Nous ne viendrons jamais à bout des préjugés et nous n’atteindrons jamais l’égalité des sexes, si nous continuons à faire comme si des articles comme le vôtre sont normaux. Croyez un peu en l’autodétermination des femmes et en l’empowerment des travailleuses du sexe; elles connaissent l’industrie, vous non.

En toute bonne foi, vous serez toujours la bienvenue à discuter avec nous au Projet L.U.N.E.

Au plaisir,

Gabrielle, alliée

À la suite, voici un témoignage de l’une de mes collègues:


C’est dommage à dire, mais je n’ai pas été surprise par cet article, j’ai été fâchée par contre. Encore une fois, on nous infantilise et on nous victimise. C’est quand même drôle que les gens qui nous envoient le plus de violence et de mépris ne sont pas nos clients, mais plutôt les gens qui ne connaissent rien de notre métier et qui prétendent vouloir nous « sauver ».
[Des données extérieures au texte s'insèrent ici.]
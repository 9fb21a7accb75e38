//! Farming patch state machine.
//!
//! ```text
//! WEEDS --rake--> EMPTY --plant--> SEEDS --water--> GROWING_1
//!   ^                                                   | growth_stage_secs
//!   |                                                   v
//!   +-----------------harvest------- READY <------- GROWING_2
//! ```
//!
//! Growth is an elapsed-time counter fed by the simulation clock, never a
//! wall-clock deadline, so pausing the driver pauses the crops.

use serde::{Deserialize, Serialize};

use crate::config::PatchSite;
use crate::math::Vec2Fixed;

/// Unique, stable identifier for farming patches.
pub type PatchId = u32;

const MS_PER_SECOND: u64 = 1_000;

/// Growth stage of a patch.
#[derive(Debug, Clone, Copy, PartialEq, Eq, Hash, Serialize, Deserialize)]
pub enum FarmingStage {
    /// Overgrown; rake to clear.
    #[serde(rename = "WEEDS")]
    Weeds,
    /// Cleared soil; plant seeds.
    #[serde(rename = "EMPTY")]
    Empty,
    /// Seeds in the ground; water to start growth.
    #[serde(rename = "SEEDS")]
    Seeds,
    /// First growing stage.
    #[serde(rename = "GROWING_1")]
    Growing1,
    /// Second growing stage.
    #[serde(rename = "GROWING_2")]
    Growing2,
    /// Ready to harvest.
    #[serde(rename = "READY")]
    Ready,
}

impl FarmingStage {
    /// Upper-case label shown to the player and used as examine context.
    #[must_use]
    pub const fn label(self) -> &'static str {
        match self {
            FarmingStage::Weeds => "WEEDS",
            FarmingStage::Empty => "EMPTY",
            FarmingStage::Seeds => "SEEDS",
            FarmingStage::Growing1 => "GROWING_1",
            FarmingStage::Growing2 => "GROWING_2",
            FarmingStage::Ready => "READY",
        }
    }

    /// Whether the stage only advances with time.
    #[must_use]
    pub const fn is_growing(self) -> bool {
        matches!(self, FarmingStage::Growing1 | FarmingStage::Growing2)
    }
}

/// What a player interaction did to a patch.
#[derive(Debug, Clone, Copy, PartialEq, Eq, Hash, Serialize, Deserialize)]
pub enum PatchInteraction {
    /// WEEDS -> EMPTY.
    Raked,
    /// EMPTY -> SEEDS.
    Planted,
    /// SEEDS -> GROWING_1.
    Watered,
    /// READY -> WEEDS.
    Harvested,
    /// Growing; nothing changed.
    StillGrowing,
}

impl PatchInteraction {
    /// Message text for the interaction.
    #[must_use]
    pub const fn message(self) -> &'static str {
        match self {
            PatchInteraction::Raked => "You rake the patch.",
            PatchInteraction::Planted => "You plant the seeds.",
            PatchInteraction::Watered => "You water the seeds.",
            PatchInteraction::Harvested => "You harvest the herbs. Smells like success!",
            PatchInteraction::StillGrowing => "The crops are still growing.",
        }
    }

    /// Whether the interaction changed the stage.
    #[must_use]
    pub const fn changed_stage(self) -> bool {
        !matches!(self, PatchInteraction::StillGrowing)
    }
}

/// One farming plot.
#[derive(Debug, Clone, PartialEq, Eq, Hash, Serialize, Deserialize)]
pub struct FarmingPatch {
    /// Stable identity.
    pub id: PatchId,
    /// Display name.
    pub name: String,
    /// Centre of the plot.
    pub position: Vec2Fixed,
    stage: FarmingStage,
    growth_timer: u32,
    growth_remainder_ms: u64,
}

impl FarmingPatch {
    /// A patch overgrown with weeds.
    #[must_use]
    pub fn new(id: PatchId, name: impl Into<String>, position: Vec2Fixed) -> Self {
        Self {
            id,
            name: name.into(),
            position,
            stage: FarmingStage::Weeds,
            growth_timer: 0,
            growth_remainder_ms: 0,
        }
    }

    /// Build a patch from its config entry.
    #[must_use]
    pub fn from_site(site: &PatchSite) -> Self {
        Self::new(site.id, site.name.clone(), site.position)
    }

    /// Current stage.
    #[must_use]
    pub const fn stage(&self) -> FarmingStage {
        self.stage
    }

    /// Whole seconds of growth since watering.
    #[must_use]
    pub const fn growth_timer(&self) -> u32 {
        self.growth_timer
    }

    /// Apply the stage's player interaction.
    ///
    /// Proximity is the caller's concern; XP is awarded by the caller from
    /// the returned value.
    pub fn interact(&mut self) -> PatchInteraction {
        let outcome = match self.stage {
            FarmingStage::Weeds => {
                self.stage = FarmingStage::Empty;
                PatchInteraction::Raked
            }
            FarmingStage::Empty => {
                self.stage = FarmingStage::Seeds;
                PatchInteraction::Planted
            }
            FarmingStage::Seeds => {
                self.stage = FarmingStage::Growing1;
                self.growth_timer = 0;
                self.growth_remainder_ms = 0;
                PatchInteraction::Watered
            }
            FarmingStage::Ready => {
                self.stage = FarmingStage::Weeds;
                PatchInteraction::Harvested
            }
            FarmingStage::Growing1 | FarmingStage::Growing2 => PatchInteraction::StillGrowing,
        };

        if outcome.changed_stage() {
            tracing::info!(patch = self.id, stage = self.stage.label(), "Patch interaction");
        }
        outcome
    }

    /// Advance growth by one elapsed second.
    ///
    /// No-op outside the GROWING stages. Returns whether the stage changed.
    pub fn grow_tick(&mut self, stage_secs: u32) -> bool {
        if !self.stage.is_growing() {
            return false;
        }

        self.growth_timer = self.growth_timer.saturating_add(1);
        let next = if self.growth_timer >= stage_secs.saturating_mul(2) {
            FarmingStage::Ready
        } else if self.growth_timer >= stage_secs {
            FarmingStage::Growing2
        } else {
            self.stage
        };

        if next == self.stage {
            return false;
        }
        self.stage = next;
        tracing::info!(patch = self.id, stage = next.label(), timer = self.growth_timer, "Patch grew");
        true
    }

    /// Feed elapsed simulation time; every whole second runs a
    /// [`grow_tick`](Self::grow_tick). Returns whether the stage changed.
    pub fn advance_growth(&mut self, elapsed_ms: u64, stage_secs: u32) -> bool {
        if !self.stage.is_growing() {
            return false;
        }

        self.growth_remainder_ms = self.growth_remainder_ms.saturating_add(elapsed_ms);
        let mut changed = false;
        while self.growth_remainder_ms >= MS_PER_SECOND && self.stage.is_growing() {
            self.growth_remainder_ms -= MS_PER_SECOND;
            changed |= self.grow_tick(stage_secs);
        }

        if !self.stage.is_growing() {
            self.growth_remainder_ms = 0;
        }
        changed
    }
}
Ça fait depuis 2018 que je suis dans le domaine, j’ai fait mes recherches avant de commencer, alors sachez que c’était un choix hyper éclairé et informé. Pour ma part, je n’ai jamais connu d’exploitation ni de violence. Je suis toujours en contrôle de ce que j’offre comme service, je choisis même mes clients! Je suis consentante avec eux, c’est un échange dans lequel j’exige le respect et la douceur. Tout se fait avec mes termes et la majorité des clients sont respectueux et veulent seulement un service pour combler leurs besoins, que ça soit affectif, intime ou sexuel. Malgré ce que vous pensez, c’est un travail. Nous avons des sites professionnels, des annonces et des dépenses comme toute autre «business». J’ai choisi mes tarifs et je mets mes limites, alors dites-moi, c’est qui au juste qui « m’exploite »?